(Saved data entries)
- - - - - - -
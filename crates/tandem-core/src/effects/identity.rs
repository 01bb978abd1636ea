//! Identity store effect interface
//!
//! Owned identities, contacts and group membership. Every call runs inside
//! the ambient transaction so its mutations commit or roll back together
//! with the protocol step that made them.

use serde::{Deserialize, Serialize};

use crate::errors::Result;
use crate::identifiers::{DeviceUid, GroupId, IdentityKey, TrustLevel};
use crate::store::StoreTransaction;

/// A remote identity known to an owned identity
#[derive(Debug, Clone, PartialEq, Eq, Serialize, Deserialize)]
pub struct Contact {
    /// Contact identity
    pub identity: IdentityKey,
    /// Trust placed in the contact
    pub trust_level: TrustLevel,
    /// Whether the contact is a confirmed mutual (one-to-one) contact
    pub one_to_one: bool,
    /// Known devices of the contact
    pub devices: Vec<DeviceUid>,
}

impl Contact {
    /// Contact with no devices, not one-to-one
    pub fn new(identity: IdentityKey, trust_level: TrustLevel) -> Self {
        Self {
            identity,
            trust_level,
            one_to_one: false,
            devices: Vec::new(),
        }
    }
}

/// A legacy group: one owner decides membership
#[derive(Debug, Clone, PartialEq, Eq, Serialize, Deserialize)]
pub struct LegacyGroup {
    /// Group identifier
    pub group_id: GroupId,
    /// Owning identity (possibly the owned identity itself)
    pub owner: IdentityKey,
    /// Members other than the local owned identity
    pub members: Vec<IdentityKey>,
}

/// A v2 group: any administrator may change membership
#[derive(Debug, Clone, PartialEq, Eq, Serialize, Deserialize)]
pub struct GroupV2 {
    /// Group identifier
    pub group_id: GroupId,
    /// Members other than the local owned identity
    pub members: Vec<IdentityKey>,
    /// Administrators among `members`
    pub admins: Vec<IdentityKey>,
    /// Whether the local owned identity administers the group
    pub is_admin: bool,
}

impl GroupV2 {
    /// Whether `identity` administers the group from our point of view
    pub fn is_administered_by(&self, identity: &IdentityKey) -> bool {
        self.admins.contains(identity) && self.members.contains(identity)
    }
}

/// Identity, contact and group queries and mutations
pub trait IdentityEffects: Send + Sync {
    /// Whether `identity` is owned by this installation
    fn is_owned(&self, tx: &mut dyn StoreTransaction, identity: &IdentityKey) -> Result<bool>;

    /// Device of this installation for `owned`
    fn current_device(
        &self,
        tx: &mut dyn StoreTransaction,
        owned: &IdentityKey,
    ) -> Result<DeviceUid>;

    /// Other devices of `owned`
    fn other_owned_devices(
        &self,
        tx: &mut dyn StoreTransaction,
        owned: &IdentityKey,
    ) -> Result<Vec<DeviceUid>>;

    /// Delete the owned identity and whatever the store still keeps for it
    fn delete_owned_identity(&self, tx: &mut dyn StoreTransaction, owned: &IdentityKey)
        -> Result<()>;

    /// One contact
    fn contact(
        &self,
        tx: &mut dyn StoreTransaction,
        owned: &IdentityKey,
        contact: &IdentityKey,
    ) -> Result<Option<Contact>>;

    /// Every contact of `owned`
    fn contacts(&self, tx: &mut dyn StoreTransaction, owned: &IdentityKey) -> Result<Vec<Contact>>;

    /// Insert or replace a contact
    fn upsert_contact(
        &self,
        tx: &mut dyn StoreTransaction,
        owned: &IdentityKey,
        contact: Contact,
    ) -> Result<()>;

    /// Delete a contact, returning whether it existed
    fn delete_contact(
        &self,
        tx: &mut dyn StoreTransaction,
        owned: &IdentityKey,
        contact: &IdentityKey,
    ) -> Result<bool>;

    /// One legacy group
    fn legacy_group(
        &self,
        tx: &mut dyn StoreTransaction,
        owned: &IdentityKey,
        group_id: &GroupId,
    ) -> Result<Option<LegacyGroup>>;

    /// Every legacy group `owned` owns or belongs to
    fn legacy_groups(
        &self,
        tx: &mut dyn StoreTransaction,
        owned: &IdentityKey,
    ) -> Result<Vec<LegacyGroup>>;

    /// Insert or replace a legacy group
    fn upsert_legacy_group(
        &self,
        tx: &mut dyn StoreTransaction,
        owned: &IdentityKey,
        group: LegacyGroup,
    ) -> Result<()>;

    /// Delete a legacy group locally, returning whether it existed
    fn delete_legacy_group(
        &self,
        tx: &mut dyn StoreTransaction,
        owned: &IdentityKey,
        group_id: &GroupId,
    ) -> Result<bool>;

    /// One v2 group
    fn group_v2(
        &self,
        tx: &mut dyn StoreTransaction,
        owned: &IdentityKey,
        group_id: &GroupId,
    ) -> Result<Option<GroupV2>>;

    /// Every v2 group `owned` belongs to
    fn groups_v2(&self, tx: &mut dyn StoreTransaction, owned: &IdentityKey)
        -> Result<Vec<GroupV2>>;

    /// Insert or replace a v2 group
    fn upsert_group_v2(
        &self,
        tx: &mut dyn StoreTransaction,
        owned: &IdentityKey,
        group: GroupV2,
    ) -> Result<()>;

    /// Delete a v2 group locally, returning whether it existed
    fn delete_group_v2(
        &self,
        tx: &mut dyn StoreTransaction,
        owned: &IdentityKey,
        group_id: &GroupId,
    ) -> Result<bool>;
}

/// Remove `member` from a legacy group, returning whether it was a member
pub fn remove_legacy_group_member(
    identity: &dyn IdentityEffects,
    tx: &mut dyn StoreTransaction,
    owned: &IdentityKey,
    group_id: &GroupId,
    member: &IdentityKey,
) -> Result<bool> {
    let Some(mut group) = identity.legacy_group(tx, owned, group_id)? else {
        return Ok(false);
    };
    let before = group.members.len();
    group.members.retain(|m| m != member);
    if group.members.len() == before {
        return Ok(false);
    }
    identity.upsert_legacy_group(tx, owned, group)?;
    Ok(true)
}

/// Remove `member` from a v2 group, returning whether it was a member
pub fn remove_group_v2_member(
    identity: &dyn IdentityEffects,
    tx: &mut dyn StoreTransaction,
    owned: &IdentityKey,
    group_id: &GroupId,
    member: &IdentityKey,
) -> Result<bool> {
    let Some(mut group) = identity.group_v2(tx, owned, group_id)? else {
        return Ok(false);
    };
    let before = group.members.len();
    group.members.retain(|m| m != member);
    if group.members.len() == before {
        return Ok(false);
    }
    group.admins.retain(|m| m != member);
    identity.upsert_group_v2(tx, owned, group)?;
    Ok(true)
}

#[cfg(test)]
mod tests {
    use super::*;

    #[test]
    fn administrator_must_still_be_a_member() {
        let admin = IdentityKey::from_bytes([1; 32]);
        let member = IdentityKey::from_bytes([2; 32]);
        let mut group = GroupV2 {
            group_id: GroupId::random(),
            members: vec![admin, member],
            admins: vec![admin],
            is_admin: false,
        };
        assert!(group.is_administered_by(&admin));
        assert!(!group.is_administered_by(&member));

        group.members.retain(|m| *m != admin);
        assert!(!group.is_administered_by(&admin));
    }
}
- - - - - - -
* **Your assignment**: Filter the records above, keeping each line that contains the word "this".

* **Exercise result**:
    /// Whether `identity` is owned by this installation
    /// Device of this installation for `owned`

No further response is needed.